== Data to use ==
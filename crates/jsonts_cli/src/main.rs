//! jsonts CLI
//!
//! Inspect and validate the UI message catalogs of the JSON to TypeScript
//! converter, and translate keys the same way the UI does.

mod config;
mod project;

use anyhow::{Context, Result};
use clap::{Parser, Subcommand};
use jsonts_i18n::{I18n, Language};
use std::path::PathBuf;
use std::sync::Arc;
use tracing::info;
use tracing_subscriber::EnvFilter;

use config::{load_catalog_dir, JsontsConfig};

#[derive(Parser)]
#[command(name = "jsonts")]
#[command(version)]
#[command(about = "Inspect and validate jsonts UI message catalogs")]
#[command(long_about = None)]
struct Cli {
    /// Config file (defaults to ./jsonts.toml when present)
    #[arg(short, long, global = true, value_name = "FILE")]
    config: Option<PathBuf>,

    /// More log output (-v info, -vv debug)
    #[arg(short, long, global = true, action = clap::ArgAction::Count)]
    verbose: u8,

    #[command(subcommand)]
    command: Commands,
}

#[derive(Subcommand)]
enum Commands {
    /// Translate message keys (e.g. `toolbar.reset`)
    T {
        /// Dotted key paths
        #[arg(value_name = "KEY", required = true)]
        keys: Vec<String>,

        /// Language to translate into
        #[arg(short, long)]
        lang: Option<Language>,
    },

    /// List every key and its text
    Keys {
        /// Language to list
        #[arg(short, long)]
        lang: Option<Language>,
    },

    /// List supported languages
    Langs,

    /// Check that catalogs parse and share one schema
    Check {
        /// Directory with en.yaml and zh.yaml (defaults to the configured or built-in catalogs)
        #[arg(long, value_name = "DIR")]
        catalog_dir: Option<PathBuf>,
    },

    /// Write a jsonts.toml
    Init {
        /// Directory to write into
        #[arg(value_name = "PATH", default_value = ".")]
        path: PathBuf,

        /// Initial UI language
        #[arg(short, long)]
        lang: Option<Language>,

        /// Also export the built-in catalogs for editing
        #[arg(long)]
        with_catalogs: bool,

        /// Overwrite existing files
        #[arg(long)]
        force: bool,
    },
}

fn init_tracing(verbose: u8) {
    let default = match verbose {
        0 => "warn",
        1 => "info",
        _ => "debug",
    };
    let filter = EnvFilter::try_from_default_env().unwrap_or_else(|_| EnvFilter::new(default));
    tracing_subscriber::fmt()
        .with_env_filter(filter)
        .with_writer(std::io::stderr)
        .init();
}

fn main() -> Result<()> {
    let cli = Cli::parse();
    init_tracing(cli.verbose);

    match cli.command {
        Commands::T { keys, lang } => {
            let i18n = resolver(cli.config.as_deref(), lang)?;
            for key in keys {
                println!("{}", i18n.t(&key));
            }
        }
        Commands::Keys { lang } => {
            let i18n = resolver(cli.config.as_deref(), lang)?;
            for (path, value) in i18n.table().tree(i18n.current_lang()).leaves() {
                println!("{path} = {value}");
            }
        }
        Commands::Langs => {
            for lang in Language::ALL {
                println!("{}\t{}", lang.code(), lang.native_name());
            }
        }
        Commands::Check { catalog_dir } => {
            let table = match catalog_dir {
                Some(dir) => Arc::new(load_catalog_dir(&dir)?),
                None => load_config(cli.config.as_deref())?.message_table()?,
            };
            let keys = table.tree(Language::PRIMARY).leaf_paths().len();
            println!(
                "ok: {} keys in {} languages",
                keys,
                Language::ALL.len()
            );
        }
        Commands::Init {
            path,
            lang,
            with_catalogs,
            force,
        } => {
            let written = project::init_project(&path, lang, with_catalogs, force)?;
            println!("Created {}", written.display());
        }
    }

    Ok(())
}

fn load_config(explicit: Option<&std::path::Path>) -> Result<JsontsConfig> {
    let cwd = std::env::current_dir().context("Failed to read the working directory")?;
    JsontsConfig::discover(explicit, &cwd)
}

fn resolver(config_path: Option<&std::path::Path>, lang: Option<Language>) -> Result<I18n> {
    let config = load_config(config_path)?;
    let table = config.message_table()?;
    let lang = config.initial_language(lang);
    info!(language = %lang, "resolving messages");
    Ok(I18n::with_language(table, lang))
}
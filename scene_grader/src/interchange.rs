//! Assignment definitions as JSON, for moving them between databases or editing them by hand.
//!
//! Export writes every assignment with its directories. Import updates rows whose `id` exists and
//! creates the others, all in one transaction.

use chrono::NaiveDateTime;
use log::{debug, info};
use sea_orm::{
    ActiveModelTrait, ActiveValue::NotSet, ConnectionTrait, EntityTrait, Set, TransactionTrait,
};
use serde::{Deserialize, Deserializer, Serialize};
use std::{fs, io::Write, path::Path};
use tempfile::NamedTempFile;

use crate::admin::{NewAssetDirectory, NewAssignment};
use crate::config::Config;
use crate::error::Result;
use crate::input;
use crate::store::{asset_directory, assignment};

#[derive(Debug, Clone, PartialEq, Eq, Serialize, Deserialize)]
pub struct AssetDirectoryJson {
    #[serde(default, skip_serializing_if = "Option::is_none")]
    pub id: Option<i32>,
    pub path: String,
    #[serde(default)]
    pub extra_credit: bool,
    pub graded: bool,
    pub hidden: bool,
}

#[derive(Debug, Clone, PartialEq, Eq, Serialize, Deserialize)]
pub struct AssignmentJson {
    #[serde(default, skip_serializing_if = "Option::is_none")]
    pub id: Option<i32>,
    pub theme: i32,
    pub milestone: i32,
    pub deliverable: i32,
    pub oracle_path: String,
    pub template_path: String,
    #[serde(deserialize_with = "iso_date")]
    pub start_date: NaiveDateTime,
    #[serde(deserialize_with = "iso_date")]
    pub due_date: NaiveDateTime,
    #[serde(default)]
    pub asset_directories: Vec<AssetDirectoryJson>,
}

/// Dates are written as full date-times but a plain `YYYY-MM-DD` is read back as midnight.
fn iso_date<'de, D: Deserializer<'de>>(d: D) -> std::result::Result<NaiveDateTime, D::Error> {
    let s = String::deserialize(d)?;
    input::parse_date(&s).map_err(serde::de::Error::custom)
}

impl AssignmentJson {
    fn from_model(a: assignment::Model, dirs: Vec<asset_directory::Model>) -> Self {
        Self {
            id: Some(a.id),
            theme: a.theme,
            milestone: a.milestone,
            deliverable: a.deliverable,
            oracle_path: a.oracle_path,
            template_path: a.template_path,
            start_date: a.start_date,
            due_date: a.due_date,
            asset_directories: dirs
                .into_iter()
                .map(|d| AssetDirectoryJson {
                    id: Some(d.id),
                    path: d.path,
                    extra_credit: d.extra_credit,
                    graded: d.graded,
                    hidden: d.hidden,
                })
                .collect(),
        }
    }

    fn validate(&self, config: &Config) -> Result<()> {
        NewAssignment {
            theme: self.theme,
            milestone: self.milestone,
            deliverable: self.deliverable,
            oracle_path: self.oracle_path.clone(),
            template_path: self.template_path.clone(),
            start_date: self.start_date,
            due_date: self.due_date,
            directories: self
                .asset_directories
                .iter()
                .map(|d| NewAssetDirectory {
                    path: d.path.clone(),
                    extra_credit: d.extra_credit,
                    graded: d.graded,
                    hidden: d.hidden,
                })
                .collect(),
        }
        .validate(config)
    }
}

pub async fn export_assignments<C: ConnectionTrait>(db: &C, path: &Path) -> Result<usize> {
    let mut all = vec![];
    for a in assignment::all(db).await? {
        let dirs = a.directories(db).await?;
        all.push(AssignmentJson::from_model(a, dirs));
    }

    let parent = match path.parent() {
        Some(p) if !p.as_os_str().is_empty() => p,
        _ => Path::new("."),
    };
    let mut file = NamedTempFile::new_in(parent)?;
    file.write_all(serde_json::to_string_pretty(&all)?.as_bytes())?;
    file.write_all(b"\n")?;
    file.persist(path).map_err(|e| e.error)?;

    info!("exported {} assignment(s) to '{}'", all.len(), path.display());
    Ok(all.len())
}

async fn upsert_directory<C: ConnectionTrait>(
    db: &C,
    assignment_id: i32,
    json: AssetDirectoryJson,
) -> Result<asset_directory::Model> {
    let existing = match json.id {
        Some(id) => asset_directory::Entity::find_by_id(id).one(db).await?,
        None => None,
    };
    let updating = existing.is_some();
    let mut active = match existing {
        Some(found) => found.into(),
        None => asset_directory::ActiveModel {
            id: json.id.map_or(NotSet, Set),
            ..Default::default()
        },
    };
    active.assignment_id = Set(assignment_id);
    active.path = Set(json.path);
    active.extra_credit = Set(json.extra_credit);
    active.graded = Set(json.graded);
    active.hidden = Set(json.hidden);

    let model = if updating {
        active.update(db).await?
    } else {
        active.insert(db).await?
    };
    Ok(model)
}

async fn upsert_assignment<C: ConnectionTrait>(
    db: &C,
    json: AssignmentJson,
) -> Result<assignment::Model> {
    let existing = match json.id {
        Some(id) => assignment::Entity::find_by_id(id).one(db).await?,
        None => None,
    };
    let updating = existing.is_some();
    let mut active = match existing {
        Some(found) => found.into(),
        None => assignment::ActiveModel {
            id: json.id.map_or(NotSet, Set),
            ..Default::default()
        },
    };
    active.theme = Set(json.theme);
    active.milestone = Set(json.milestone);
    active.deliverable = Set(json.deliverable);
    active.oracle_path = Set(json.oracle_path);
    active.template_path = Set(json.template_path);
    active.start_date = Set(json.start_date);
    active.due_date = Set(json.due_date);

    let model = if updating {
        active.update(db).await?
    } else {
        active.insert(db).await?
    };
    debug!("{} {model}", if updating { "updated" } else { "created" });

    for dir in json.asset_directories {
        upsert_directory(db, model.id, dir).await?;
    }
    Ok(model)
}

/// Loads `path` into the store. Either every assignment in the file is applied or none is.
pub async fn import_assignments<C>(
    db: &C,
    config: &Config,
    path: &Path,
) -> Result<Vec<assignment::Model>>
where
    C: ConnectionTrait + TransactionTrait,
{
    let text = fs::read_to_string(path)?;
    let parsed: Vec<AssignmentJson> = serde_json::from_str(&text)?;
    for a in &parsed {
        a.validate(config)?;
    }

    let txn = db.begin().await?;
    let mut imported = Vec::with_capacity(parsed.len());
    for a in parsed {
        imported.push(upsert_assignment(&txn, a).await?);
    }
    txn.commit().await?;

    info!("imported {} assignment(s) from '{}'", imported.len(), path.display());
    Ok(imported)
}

---

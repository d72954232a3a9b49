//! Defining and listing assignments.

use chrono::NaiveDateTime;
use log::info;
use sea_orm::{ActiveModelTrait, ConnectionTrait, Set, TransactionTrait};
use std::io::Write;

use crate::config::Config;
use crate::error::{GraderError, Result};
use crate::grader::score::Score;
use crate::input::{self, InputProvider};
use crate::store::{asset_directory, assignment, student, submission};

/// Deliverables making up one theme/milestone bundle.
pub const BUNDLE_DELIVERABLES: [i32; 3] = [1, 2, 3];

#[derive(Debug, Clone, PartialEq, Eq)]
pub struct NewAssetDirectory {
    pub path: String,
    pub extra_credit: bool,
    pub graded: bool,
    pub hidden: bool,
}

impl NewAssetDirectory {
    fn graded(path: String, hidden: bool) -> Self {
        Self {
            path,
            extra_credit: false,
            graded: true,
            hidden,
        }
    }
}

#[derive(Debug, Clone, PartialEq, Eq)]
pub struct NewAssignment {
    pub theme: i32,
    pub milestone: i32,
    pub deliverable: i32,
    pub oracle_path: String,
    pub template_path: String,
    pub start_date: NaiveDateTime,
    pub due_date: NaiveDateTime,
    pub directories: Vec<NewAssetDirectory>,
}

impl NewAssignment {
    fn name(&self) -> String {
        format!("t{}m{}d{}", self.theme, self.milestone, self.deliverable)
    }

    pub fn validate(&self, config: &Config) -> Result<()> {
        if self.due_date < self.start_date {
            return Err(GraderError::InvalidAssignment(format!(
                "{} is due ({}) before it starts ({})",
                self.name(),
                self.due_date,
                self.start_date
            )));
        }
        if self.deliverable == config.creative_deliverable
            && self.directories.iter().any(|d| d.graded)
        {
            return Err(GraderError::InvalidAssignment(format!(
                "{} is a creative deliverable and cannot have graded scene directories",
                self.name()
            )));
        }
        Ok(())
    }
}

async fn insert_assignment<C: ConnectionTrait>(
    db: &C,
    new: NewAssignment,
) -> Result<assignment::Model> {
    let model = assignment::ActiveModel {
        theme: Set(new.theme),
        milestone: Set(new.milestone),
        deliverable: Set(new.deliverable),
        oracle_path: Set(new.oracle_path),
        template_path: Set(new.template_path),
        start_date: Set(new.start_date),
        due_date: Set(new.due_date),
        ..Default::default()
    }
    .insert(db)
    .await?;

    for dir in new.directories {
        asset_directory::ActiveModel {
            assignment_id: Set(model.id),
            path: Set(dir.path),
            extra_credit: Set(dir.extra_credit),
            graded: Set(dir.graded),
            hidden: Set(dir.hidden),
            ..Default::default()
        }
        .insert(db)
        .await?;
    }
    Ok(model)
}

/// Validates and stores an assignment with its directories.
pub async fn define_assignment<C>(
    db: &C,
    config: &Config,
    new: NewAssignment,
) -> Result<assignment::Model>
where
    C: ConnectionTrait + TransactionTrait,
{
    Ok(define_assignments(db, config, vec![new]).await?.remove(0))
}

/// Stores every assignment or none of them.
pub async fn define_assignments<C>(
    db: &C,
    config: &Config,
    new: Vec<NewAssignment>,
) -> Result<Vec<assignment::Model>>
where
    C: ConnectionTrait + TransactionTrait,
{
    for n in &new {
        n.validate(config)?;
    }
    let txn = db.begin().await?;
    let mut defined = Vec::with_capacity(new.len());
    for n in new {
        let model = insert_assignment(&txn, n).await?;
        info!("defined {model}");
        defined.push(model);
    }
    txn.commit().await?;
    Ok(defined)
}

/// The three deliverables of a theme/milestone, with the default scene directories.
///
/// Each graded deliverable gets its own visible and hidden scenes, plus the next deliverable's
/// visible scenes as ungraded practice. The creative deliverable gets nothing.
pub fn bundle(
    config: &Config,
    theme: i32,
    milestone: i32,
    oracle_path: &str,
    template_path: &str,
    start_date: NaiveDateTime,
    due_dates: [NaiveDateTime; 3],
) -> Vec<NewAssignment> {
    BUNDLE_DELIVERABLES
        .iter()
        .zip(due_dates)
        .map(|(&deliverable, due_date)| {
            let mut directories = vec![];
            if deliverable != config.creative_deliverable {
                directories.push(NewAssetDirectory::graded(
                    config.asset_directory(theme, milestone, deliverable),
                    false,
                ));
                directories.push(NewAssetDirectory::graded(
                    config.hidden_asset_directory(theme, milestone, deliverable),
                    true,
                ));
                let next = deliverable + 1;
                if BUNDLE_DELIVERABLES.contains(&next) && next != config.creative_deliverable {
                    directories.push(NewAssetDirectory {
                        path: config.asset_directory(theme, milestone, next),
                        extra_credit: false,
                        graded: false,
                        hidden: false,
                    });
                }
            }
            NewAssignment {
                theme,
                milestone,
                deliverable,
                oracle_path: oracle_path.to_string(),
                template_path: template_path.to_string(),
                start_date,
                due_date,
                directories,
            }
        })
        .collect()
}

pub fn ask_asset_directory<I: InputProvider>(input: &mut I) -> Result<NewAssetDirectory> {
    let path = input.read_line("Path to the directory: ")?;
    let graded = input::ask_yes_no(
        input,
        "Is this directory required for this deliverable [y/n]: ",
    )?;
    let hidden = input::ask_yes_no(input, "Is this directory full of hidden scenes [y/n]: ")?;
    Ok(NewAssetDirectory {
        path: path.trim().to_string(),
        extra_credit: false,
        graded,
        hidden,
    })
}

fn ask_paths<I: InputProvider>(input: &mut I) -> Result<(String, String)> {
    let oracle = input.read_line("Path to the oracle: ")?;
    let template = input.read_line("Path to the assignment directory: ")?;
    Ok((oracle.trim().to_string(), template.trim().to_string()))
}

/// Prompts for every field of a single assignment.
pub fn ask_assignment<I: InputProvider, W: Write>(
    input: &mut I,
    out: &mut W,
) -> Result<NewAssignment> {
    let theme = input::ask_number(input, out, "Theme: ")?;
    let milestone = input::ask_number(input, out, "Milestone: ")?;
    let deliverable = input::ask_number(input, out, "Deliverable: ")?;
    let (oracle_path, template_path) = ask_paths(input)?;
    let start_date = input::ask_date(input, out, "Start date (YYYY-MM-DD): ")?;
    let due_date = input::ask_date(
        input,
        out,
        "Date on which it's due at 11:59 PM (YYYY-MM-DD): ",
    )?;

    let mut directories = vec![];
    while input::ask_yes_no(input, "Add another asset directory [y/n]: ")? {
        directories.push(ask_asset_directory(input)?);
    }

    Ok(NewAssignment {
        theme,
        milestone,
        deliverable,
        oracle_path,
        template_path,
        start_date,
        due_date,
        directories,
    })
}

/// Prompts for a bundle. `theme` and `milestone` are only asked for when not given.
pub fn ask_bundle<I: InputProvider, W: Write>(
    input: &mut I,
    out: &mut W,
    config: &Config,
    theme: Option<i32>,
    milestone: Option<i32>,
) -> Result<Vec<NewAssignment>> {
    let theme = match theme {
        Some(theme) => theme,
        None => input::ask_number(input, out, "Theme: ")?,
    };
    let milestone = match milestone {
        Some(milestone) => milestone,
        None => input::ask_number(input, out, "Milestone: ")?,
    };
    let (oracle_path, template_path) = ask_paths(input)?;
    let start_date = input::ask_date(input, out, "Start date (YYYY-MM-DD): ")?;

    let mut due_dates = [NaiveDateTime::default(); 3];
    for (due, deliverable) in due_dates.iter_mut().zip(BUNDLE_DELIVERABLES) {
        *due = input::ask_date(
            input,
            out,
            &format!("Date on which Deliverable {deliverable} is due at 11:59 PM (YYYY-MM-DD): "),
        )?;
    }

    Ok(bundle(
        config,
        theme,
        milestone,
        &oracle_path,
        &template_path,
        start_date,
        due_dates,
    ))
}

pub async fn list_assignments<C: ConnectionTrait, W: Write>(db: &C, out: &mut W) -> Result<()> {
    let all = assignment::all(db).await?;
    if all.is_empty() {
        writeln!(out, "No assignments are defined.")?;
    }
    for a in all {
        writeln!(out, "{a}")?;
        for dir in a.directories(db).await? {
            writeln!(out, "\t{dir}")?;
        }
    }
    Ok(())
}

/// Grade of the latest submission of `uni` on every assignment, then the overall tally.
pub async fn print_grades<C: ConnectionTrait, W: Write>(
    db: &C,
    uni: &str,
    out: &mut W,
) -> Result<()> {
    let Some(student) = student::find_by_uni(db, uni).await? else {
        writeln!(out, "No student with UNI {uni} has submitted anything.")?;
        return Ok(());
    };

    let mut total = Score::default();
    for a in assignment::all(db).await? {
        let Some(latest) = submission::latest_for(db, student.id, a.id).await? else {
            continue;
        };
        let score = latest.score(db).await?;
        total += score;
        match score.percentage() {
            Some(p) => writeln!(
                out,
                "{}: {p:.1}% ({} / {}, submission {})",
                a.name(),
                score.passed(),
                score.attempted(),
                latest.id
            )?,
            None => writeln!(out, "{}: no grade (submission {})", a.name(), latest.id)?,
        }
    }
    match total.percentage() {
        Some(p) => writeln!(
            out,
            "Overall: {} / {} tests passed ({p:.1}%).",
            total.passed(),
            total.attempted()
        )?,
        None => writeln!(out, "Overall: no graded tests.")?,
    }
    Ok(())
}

== Exercise instructions ==
Check each line of the records for the word "verbose", and show the lines that contain it.

== Response for this exercise ==
    verbose: u8,
fn init_tracing(verbose: u8) {
    let default = match verbose {
    init_tracing(cli.verbose);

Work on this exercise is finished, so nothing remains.